** Opening Records for this task block **

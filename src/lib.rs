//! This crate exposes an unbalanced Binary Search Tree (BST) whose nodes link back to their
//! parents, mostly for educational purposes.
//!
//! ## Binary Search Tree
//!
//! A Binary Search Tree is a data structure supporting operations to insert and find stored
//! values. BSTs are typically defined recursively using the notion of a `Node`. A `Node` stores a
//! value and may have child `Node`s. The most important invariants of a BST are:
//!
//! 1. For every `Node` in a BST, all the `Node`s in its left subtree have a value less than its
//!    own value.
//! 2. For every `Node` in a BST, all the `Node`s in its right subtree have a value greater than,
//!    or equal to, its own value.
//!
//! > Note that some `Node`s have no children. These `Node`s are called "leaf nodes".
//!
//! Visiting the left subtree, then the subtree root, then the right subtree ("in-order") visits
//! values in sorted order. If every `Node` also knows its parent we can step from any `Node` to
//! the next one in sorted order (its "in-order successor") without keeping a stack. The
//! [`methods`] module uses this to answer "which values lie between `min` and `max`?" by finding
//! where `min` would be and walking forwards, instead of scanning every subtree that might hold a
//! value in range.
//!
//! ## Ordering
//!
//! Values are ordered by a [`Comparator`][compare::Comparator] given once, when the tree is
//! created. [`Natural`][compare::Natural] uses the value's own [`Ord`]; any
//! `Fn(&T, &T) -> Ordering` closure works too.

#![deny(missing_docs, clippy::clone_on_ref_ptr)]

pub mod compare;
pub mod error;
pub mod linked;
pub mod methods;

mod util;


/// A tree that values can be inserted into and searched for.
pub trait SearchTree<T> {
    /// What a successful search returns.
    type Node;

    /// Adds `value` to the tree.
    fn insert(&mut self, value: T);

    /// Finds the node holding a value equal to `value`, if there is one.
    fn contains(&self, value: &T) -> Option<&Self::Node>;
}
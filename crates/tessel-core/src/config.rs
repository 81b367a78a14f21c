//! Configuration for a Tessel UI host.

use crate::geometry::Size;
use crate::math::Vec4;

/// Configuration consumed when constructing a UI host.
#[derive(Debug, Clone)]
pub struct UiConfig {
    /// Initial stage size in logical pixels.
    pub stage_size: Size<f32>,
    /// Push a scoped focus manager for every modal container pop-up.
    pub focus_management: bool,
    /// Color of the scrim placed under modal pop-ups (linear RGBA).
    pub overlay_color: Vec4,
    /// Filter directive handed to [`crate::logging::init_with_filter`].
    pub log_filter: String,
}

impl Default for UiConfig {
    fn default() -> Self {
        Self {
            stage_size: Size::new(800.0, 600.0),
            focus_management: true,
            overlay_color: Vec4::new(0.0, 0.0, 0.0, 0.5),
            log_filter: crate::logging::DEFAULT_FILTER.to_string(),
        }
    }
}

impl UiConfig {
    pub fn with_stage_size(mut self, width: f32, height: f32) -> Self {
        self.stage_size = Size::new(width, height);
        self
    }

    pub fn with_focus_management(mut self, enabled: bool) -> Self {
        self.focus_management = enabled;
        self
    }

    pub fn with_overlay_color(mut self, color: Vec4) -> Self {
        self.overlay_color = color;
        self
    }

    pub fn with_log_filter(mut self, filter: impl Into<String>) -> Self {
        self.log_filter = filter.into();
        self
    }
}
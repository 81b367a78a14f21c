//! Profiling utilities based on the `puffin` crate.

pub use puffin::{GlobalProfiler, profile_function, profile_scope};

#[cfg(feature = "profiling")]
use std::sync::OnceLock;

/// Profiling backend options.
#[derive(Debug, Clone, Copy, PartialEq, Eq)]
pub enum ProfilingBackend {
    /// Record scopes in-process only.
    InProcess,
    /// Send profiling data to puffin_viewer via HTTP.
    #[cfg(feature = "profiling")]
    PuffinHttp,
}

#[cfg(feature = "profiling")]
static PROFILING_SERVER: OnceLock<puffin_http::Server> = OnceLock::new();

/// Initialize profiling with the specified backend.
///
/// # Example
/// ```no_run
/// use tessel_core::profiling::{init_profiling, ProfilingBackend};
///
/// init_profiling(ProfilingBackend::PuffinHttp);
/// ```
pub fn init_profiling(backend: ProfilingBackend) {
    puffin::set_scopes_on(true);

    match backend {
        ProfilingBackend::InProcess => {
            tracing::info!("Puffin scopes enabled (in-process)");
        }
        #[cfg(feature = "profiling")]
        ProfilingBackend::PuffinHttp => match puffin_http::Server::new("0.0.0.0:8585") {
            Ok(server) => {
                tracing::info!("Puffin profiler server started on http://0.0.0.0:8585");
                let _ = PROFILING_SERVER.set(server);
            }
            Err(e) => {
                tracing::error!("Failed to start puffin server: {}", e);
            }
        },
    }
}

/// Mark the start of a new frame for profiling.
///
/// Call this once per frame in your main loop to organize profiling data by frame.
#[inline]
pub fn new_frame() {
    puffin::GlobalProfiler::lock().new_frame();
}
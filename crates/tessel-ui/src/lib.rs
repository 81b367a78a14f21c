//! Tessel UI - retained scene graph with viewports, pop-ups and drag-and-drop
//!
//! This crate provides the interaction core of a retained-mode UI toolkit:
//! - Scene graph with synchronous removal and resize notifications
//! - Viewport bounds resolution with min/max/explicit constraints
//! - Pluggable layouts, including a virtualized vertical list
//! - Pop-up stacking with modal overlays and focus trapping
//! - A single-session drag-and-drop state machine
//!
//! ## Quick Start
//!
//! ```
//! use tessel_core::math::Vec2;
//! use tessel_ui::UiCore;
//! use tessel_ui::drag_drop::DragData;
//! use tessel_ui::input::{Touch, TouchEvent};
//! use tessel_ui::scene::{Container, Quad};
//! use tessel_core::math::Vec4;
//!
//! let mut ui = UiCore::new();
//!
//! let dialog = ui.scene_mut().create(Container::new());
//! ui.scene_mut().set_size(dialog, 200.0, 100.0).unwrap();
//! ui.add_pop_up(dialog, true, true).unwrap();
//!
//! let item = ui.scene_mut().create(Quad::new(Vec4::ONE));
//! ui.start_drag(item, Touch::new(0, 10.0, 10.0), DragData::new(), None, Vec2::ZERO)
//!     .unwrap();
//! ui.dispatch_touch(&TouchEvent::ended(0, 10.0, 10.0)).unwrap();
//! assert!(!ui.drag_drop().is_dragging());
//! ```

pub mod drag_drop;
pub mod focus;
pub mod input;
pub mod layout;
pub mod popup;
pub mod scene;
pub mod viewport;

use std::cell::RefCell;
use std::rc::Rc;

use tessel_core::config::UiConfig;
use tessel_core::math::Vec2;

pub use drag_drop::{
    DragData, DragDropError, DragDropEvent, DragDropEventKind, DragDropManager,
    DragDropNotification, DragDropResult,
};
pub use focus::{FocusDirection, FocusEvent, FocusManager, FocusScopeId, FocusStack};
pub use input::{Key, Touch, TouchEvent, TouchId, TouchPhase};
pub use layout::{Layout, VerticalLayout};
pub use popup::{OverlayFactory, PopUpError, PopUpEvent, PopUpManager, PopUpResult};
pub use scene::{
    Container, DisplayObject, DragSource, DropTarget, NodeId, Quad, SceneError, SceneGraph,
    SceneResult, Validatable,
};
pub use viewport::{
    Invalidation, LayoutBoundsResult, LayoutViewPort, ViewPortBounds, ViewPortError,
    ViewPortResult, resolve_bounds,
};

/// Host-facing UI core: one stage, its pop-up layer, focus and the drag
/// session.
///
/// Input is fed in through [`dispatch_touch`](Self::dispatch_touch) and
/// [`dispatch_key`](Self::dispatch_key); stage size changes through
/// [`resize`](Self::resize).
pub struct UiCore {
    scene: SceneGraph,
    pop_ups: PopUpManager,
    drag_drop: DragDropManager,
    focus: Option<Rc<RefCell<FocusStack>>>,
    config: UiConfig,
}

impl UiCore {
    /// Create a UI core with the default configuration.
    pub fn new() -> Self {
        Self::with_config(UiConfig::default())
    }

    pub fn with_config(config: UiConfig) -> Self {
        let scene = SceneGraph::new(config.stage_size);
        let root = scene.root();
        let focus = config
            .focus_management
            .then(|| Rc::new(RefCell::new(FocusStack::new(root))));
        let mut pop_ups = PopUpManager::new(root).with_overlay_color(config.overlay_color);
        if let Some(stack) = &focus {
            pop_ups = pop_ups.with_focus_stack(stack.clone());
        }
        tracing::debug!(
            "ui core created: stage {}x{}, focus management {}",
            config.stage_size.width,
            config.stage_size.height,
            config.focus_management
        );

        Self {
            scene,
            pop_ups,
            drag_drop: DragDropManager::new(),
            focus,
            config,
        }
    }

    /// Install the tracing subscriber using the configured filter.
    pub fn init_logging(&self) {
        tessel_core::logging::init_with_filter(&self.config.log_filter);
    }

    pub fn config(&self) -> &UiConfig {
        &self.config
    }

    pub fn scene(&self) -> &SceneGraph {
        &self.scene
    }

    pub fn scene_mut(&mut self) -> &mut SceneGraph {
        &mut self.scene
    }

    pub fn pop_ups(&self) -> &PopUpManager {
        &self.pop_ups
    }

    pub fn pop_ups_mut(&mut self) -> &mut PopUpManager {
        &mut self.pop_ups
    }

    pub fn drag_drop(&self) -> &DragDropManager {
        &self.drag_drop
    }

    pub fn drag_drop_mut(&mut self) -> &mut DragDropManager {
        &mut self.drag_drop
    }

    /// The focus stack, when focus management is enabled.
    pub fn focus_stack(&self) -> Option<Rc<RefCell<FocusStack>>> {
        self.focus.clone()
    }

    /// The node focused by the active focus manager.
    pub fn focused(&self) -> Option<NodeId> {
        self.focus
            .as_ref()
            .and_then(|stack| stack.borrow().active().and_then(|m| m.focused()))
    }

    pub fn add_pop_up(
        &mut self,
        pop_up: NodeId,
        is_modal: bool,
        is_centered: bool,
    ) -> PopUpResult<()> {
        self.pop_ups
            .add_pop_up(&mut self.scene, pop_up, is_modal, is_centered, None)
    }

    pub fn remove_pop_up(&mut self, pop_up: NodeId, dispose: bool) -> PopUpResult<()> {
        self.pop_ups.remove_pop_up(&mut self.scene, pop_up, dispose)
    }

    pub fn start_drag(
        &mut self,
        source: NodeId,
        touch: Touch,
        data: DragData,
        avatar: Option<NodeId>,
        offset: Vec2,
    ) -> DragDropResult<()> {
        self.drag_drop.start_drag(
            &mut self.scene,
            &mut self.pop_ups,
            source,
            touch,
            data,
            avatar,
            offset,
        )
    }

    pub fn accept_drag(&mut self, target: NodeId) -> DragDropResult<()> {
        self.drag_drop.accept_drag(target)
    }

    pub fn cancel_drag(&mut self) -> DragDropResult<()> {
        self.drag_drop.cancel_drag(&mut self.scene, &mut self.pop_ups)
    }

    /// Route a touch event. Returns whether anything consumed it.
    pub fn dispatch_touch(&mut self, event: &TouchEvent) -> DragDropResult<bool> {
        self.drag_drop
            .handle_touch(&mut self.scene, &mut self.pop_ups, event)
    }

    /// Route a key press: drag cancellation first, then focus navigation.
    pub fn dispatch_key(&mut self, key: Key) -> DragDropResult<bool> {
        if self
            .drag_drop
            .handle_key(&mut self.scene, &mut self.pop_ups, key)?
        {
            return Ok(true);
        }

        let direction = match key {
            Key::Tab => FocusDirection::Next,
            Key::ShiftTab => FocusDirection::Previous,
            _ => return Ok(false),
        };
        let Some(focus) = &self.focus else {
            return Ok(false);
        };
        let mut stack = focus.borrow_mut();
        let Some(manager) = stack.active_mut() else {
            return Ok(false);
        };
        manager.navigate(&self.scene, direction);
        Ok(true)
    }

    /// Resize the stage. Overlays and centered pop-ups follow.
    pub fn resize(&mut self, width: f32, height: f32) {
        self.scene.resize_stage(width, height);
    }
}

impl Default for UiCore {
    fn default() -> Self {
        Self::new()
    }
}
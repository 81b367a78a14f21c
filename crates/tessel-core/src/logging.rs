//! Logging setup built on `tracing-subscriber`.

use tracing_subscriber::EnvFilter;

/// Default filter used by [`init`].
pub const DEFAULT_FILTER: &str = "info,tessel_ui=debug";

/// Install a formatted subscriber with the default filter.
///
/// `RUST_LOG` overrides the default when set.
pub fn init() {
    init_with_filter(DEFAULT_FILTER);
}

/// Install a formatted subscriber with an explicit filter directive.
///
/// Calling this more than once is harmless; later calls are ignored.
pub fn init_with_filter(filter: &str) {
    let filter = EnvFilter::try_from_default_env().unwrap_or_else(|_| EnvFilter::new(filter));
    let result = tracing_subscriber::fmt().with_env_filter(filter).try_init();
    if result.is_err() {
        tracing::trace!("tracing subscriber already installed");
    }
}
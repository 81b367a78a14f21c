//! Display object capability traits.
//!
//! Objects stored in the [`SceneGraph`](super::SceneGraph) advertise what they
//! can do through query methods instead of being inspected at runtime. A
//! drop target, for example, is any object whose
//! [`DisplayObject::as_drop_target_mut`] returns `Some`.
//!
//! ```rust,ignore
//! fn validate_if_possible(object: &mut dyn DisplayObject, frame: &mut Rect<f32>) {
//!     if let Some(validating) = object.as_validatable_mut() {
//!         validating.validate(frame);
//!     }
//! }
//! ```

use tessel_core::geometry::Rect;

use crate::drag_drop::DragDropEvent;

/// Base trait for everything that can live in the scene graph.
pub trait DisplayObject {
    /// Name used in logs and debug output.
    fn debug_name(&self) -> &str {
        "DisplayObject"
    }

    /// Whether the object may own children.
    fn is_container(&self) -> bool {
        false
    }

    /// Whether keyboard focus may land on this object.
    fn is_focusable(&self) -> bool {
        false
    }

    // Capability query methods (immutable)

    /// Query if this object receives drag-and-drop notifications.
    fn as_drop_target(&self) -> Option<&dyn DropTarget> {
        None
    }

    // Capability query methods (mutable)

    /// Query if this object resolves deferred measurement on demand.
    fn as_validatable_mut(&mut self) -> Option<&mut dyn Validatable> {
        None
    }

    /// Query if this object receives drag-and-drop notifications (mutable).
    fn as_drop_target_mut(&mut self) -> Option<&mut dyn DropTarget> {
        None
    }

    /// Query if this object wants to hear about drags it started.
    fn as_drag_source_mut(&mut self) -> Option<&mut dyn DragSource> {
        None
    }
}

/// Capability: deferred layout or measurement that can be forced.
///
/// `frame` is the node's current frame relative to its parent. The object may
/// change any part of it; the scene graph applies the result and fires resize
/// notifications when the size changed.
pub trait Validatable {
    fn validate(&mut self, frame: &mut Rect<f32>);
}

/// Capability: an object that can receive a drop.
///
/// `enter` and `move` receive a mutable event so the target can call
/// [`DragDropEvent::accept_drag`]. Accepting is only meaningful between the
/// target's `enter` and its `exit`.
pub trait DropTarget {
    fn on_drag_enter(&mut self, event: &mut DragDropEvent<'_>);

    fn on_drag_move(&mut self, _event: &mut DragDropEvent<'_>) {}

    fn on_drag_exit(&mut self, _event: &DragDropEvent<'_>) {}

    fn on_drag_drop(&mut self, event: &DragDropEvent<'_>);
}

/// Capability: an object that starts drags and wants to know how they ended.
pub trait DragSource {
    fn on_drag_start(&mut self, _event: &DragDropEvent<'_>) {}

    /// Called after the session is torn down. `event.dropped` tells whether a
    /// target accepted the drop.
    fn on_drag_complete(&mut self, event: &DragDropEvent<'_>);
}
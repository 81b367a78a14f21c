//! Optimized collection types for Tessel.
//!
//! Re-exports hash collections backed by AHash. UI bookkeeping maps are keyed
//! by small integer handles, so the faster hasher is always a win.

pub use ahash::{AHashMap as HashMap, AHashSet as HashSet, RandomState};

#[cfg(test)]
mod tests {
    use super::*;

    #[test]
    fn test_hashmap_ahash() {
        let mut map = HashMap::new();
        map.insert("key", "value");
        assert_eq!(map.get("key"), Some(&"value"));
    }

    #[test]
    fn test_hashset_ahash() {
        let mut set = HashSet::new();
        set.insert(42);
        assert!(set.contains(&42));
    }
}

** Closing Records for this task block **

-- Your goal --
Please find each line in the records above that holds the word "geometry", and copy it.

-- Solution to this exercise --
use crate::geometry::Size;
use tessel_core::geometry::Rect;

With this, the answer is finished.